WHAT IS NEEDED:
Among the records, find the lines that hold the string "texts" and return them.

(Stored data)
=== Begin Enclosure ===

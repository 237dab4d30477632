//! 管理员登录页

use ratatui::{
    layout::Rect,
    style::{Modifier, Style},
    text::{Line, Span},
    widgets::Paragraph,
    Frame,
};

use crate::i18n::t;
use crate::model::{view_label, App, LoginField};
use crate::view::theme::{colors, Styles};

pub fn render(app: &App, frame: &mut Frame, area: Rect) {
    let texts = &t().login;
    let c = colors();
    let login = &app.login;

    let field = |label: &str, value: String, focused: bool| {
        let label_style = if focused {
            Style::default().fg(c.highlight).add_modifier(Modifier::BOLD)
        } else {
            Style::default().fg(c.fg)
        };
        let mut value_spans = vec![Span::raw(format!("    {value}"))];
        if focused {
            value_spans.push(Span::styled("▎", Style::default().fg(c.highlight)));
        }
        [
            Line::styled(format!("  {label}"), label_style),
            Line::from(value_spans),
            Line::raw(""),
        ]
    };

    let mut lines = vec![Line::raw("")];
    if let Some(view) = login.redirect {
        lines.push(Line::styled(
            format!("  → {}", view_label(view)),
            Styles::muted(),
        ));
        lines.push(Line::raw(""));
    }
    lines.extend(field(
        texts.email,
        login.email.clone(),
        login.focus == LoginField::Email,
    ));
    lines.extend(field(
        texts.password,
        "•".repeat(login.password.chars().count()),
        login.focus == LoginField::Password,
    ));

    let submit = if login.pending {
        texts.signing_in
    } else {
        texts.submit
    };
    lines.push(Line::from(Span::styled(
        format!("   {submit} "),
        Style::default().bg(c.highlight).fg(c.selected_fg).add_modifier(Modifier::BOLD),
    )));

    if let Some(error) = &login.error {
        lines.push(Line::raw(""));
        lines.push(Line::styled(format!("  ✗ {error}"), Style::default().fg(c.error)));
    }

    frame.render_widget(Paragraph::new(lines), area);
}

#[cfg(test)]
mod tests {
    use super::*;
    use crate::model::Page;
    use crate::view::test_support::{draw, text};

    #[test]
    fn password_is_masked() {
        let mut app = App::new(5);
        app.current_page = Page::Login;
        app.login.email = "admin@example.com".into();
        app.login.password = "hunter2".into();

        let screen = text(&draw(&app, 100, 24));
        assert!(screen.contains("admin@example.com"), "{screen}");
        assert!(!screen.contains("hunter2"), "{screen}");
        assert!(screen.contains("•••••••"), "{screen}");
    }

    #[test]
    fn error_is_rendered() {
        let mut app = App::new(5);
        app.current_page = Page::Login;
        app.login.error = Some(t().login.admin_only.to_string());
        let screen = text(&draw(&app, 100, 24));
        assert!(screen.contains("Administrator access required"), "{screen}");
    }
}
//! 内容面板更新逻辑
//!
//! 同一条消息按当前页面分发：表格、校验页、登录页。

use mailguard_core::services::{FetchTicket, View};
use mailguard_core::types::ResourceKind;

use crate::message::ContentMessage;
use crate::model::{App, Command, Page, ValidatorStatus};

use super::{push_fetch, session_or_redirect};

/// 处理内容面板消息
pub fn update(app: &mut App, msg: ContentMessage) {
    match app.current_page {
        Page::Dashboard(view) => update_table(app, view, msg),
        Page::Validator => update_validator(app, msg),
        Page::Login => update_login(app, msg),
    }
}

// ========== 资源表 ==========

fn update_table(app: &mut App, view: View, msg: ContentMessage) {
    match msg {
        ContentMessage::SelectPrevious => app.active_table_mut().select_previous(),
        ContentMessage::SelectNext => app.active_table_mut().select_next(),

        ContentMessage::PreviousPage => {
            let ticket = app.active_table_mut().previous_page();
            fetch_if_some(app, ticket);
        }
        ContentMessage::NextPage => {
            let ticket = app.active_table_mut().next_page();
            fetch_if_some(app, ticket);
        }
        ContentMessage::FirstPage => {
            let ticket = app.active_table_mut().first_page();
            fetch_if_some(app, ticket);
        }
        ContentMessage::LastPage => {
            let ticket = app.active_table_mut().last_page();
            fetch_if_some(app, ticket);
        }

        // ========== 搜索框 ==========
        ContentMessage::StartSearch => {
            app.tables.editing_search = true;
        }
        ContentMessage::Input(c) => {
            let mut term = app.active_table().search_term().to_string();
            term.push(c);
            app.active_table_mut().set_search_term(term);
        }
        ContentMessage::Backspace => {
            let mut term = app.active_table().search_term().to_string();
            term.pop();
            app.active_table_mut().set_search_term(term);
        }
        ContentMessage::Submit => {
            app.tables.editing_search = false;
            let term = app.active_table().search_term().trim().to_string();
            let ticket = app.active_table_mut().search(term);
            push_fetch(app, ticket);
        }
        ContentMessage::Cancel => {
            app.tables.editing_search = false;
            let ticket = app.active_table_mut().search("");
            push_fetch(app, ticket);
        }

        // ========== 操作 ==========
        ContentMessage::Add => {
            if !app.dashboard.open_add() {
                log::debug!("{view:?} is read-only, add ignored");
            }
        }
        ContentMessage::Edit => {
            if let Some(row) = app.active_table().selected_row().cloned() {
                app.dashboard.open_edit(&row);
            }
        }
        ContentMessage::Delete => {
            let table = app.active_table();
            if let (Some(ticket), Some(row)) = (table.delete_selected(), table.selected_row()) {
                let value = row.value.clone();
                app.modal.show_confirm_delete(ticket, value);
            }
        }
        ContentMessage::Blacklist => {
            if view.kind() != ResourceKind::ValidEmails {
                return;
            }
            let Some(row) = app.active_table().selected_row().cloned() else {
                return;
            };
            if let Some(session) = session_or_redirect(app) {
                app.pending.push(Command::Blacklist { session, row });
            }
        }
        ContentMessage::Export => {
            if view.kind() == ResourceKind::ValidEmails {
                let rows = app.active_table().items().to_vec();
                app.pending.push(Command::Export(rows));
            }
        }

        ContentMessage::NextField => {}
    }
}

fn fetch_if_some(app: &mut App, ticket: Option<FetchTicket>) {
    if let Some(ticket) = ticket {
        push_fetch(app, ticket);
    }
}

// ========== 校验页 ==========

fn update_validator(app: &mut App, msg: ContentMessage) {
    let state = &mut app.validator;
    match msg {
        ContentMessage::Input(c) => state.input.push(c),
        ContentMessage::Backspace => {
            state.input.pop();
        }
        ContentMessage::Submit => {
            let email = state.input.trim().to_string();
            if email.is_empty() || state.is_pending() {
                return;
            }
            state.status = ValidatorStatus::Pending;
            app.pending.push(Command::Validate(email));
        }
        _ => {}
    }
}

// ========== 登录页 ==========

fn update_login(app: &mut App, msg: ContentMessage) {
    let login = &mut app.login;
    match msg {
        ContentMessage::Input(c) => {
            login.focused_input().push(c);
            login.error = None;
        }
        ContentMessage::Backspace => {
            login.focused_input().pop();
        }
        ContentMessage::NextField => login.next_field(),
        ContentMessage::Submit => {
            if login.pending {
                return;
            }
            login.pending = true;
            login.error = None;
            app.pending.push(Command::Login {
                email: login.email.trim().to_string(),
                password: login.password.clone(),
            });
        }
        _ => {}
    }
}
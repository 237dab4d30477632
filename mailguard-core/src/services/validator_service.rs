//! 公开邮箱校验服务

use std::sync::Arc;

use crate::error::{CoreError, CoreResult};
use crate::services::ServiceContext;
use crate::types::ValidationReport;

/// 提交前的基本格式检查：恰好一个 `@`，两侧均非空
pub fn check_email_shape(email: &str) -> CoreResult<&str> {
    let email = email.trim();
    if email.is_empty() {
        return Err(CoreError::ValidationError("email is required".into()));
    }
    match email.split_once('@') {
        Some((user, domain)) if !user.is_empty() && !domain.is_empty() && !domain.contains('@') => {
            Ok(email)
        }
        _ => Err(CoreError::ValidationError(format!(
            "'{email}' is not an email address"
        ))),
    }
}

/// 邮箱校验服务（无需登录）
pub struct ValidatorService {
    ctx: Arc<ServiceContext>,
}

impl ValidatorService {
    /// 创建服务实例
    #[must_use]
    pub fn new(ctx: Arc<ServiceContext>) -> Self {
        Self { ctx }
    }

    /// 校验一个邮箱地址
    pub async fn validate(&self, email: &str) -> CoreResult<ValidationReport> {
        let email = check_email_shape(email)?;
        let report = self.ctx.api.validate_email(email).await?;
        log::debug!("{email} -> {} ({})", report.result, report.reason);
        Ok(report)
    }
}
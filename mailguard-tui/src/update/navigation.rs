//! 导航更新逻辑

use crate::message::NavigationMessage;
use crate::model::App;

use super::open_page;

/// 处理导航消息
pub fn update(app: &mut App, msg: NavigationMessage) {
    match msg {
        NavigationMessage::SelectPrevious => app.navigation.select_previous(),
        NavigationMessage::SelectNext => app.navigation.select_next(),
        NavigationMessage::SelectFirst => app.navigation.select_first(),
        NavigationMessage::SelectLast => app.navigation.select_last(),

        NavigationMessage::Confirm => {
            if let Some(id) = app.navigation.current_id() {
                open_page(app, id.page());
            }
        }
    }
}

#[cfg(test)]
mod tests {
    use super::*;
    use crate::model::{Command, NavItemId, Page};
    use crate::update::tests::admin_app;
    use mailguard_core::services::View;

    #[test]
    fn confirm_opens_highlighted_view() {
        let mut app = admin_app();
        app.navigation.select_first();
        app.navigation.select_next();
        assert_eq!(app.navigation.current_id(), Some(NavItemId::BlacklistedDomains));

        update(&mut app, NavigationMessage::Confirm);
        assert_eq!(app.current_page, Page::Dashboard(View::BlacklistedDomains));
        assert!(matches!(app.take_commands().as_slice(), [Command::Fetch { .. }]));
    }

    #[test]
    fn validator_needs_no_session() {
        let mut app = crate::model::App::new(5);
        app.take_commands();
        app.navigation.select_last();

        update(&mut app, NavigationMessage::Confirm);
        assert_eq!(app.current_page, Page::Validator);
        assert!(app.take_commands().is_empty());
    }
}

=== End Enclosure ===

ANSWER SPACE:
    let texts = &t().login;
        texts.email,
        texts.password,
        texts.signing_in
        texts.submit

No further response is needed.